• Stored items from a collection:

use crate::config::ConfigError;
use crate::model::ModelError;
use crate::params::ParamsError;
use crate::transport::TransportError;
use thiserror::Error;

/// Everything an invocation can fail with. Each variant prints as the
/// single line shown to the user.
#[derive(Debug, Error)]
pub enum CliError {
    #[error(transparent)]
    Params(#[from] ParamsError),

    #[error(transparent)]
    Model(#[from] ModelError),

    #[error(transparent)]
    Config(#[from] ConfigError),

    #[error(transparent)]
    Transport(#[from] TransportError),
}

• TASK OBJECTIVE:
Look through the entries above and count each line holding "ParamsError"; report the count alone.

• SOLUTION FOR THIS PROBLEM:
2